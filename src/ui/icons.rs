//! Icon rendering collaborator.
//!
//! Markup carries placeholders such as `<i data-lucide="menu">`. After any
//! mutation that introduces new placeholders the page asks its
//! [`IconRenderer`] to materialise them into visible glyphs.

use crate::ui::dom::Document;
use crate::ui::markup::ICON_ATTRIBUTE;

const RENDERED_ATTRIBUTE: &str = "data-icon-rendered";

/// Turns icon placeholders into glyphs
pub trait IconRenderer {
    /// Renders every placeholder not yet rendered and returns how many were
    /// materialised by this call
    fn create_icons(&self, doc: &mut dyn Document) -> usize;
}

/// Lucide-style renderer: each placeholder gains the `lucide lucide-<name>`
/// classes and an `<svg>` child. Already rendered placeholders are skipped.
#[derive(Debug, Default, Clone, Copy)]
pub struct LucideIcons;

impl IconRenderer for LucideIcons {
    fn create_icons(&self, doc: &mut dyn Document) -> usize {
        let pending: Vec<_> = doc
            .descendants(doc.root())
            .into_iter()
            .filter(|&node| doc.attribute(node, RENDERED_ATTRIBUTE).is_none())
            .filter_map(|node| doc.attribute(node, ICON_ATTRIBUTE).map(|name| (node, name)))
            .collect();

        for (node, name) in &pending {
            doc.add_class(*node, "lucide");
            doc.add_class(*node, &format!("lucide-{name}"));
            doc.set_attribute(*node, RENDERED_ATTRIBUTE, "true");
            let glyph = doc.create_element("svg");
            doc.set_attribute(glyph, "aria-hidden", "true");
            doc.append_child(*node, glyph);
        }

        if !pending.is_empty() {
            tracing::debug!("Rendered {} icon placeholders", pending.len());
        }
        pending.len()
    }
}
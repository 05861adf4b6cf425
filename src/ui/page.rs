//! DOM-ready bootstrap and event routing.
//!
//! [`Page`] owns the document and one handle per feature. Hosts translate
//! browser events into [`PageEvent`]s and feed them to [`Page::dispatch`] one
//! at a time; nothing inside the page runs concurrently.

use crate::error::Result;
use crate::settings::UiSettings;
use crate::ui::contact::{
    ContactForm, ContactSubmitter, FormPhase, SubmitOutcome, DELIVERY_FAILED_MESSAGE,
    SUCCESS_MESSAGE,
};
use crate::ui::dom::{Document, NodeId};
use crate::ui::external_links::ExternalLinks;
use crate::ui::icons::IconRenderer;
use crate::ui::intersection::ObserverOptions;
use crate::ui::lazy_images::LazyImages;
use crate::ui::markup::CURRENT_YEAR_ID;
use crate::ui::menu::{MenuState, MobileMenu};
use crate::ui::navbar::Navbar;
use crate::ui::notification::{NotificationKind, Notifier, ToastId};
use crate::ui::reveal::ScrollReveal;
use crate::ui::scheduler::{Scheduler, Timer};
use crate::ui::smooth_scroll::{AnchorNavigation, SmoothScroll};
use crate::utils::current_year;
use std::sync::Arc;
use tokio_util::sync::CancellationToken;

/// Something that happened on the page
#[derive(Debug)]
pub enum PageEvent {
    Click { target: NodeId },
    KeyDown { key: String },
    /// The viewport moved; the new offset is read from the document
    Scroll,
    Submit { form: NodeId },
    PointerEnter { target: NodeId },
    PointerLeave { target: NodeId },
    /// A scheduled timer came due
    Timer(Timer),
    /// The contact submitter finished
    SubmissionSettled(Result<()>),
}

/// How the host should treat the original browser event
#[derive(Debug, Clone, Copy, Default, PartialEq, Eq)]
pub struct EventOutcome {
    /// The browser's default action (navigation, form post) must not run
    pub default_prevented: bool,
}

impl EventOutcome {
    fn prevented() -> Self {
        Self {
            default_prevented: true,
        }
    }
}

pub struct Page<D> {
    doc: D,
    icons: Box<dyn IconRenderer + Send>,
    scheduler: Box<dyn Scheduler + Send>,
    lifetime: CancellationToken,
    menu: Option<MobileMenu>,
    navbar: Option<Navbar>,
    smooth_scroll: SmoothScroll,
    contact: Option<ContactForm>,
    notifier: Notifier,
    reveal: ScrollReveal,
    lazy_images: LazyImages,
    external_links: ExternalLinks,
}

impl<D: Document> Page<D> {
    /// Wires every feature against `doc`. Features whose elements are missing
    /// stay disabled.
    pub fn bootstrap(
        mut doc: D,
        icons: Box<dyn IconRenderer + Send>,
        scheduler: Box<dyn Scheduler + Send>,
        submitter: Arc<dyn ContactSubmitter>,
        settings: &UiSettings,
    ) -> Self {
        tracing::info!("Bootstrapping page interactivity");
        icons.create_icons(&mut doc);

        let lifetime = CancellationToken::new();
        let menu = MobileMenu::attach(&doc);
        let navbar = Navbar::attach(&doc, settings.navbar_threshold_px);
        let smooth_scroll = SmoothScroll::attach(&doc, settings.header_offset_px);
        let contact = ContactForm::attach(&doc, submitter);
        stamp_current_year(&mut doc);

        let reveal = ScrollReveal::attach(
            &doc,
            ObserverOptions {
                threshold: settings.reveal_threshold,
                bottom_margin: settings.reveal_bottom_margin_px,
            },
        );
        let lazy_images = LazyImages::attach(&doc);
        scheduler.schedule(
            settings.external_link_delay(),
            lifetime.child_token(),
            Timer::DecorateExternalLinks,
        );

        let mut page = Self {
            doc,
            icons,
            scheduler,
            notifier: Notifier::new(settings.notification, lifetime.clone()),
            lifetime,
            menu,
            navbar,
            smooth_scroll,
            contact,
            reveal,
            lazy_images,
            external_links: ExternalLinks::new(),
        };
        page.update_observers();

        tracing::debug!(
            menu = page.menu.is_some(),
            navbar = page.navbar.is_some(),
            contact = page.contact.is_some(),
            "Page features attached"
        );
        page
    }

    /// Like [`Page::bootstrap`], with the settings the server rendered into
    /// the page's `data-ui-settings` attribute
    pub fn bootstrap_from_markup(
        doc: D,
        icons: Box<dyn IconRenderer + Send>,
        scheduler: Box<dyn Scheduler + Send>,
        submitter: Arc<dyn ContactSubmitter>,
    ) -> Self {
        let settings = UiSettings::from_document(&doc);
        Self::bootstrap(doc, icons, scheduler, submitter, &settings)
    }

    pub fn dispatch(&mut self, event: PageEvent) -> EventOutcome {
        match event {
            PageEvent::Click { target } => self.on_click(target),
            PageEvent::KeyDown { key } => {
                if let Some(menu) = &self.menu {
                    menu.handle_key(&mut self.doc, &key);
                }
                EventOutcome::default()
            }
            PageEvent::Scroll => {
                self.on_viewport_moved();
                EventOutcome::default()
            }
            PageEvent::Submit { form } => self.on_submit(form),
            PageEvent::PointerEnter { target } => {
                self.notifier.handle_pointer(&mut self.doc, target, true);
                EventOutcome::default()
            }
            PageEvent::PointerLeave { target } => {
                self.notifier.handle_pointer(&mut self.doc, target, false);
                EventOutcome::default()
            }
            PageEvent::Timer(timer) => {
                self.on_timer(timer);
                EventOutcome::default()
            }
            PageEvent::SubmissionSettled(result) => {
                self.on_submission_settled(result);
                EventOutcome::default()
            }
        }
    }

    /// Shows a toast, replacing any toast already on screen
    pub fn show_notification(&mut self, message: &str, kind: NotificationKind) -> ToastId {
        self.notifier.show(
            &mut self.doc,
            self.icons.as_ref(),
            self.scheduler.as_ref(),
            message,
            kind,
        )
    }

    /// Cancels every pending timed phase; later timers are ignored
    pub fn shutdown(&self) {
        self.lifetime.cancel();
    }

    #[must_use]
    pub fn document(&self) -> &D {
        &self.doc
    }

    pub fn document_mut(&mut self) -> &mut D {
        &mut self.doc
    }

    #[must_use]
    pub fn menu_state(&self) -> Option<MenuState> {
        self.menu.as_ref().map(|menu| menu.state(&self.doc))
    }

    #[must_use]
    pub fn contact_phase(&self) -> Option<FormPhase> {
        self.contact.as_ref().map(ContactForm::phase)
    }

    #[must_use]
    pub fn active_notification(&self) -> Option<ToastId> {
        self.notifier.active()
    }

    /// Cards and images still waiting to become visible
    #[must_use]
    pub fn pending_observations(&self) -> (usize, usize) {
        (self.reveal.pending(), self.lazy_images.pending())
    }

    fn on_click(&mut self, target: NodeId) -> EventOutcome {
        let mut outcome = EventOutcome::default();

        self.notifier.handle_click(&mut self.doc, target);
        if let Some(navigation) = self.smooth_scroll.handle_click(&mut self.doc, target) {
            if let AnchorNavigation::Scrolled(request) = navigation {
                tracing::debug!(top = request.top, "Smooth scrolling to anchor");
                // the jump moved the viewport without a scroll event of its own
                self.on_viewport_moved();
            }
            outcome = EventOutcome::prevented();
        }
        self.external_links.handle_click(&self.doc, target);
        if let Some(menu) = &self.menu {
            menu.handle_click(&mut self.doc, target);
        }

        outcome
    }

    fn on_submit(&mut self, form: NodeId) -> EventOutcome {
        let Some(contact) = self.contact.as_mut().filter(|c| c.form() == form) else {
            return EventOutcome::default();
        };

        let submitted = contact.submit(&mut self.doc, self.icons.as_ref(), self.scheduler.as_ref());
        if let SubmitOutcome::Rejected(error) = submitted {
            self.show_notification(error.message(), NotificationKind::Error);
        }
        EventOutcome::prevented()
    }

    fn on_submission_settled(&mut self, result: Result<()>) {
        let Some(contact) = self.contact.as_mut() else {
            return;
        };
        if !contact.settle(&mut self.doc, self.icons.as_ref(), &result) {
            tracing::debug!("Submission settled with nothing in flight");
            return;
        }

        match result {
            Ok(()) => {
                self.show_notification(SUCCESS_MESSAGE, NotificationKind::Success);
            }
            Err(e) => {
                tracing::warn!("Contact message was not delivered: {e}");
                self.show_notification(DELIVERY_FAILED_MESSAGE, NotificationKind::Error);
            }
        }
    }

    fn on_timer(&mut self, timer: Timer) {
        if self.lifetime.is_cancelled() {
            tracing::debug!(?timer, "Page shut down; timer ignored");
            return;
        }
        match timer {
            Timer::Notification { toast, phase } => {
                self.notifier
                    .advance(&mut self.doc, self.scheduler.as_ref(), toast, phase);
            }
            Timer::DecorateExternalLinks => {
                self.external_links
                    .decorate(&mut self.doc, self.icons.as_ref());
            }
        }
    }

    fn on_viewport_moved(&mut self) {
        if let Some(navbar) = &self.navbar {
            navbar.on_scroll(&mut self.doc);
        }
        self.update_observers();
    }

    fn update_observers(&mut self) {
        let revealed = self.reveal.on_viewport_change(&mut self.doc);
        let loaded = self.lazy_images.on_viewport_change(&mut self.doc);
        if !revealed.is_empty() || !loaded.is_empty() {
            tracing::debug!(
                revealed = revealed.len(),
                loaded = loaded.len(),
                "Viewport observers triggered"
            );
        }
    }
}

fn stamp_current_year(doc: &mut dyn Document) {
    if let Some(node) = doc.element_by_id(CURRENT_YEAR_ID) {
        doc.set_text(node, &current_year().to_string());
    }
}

:: TASK DETAILS ::
The lines to return are those holding the string "browser" anywhere in the listing above.

:: OUTPUT OF THE EXERCISE ::
//! browser events into [`PageEvent`]s and feed them to [`Page::dispatch`] one
/// How the host should treat the original browser event
    /// The browser's default action (navigation, form post) must not run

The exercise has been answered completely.